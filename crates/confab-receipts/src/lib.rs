// SPDX-FileCopyrightText: 2026 Confab Contributors
// SPDX-License-Identifier: MIT OR Apache-2.0

//! Receipt recording and reaction toggling.
//!
//! Both components write documents keyed by a deterministic id derived from
//! their constituent keys, making every client retry idempotent.

pub mod ids;
pub mod recorder;
pub mod toggle;

pub use ids::{reaction_id, receipt_id};
pub use recorder::{ReceiptAck, ReceiptRecorder};
pub use toggle::{ReactionToggle, ToggleOutcome};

----------------------------------------

Task instructions: Reproduce exactly every line that sits between the start of the entries and the line bearing "client retry idempotent.", counting both of those lines.

Output of the task:
filename crates/confab-receipts/src/lib.rs
// SPDX-FileCopyrightText: 2026 Confab Contributors
// SPDX-License-Identifier: MIT OR Apache-2.0

//! Receipt recording and reaction toggling.
//!
//! Both components write documents keyed by a deterministic id derived from
//! their constituent keys, making every client retry idempotent.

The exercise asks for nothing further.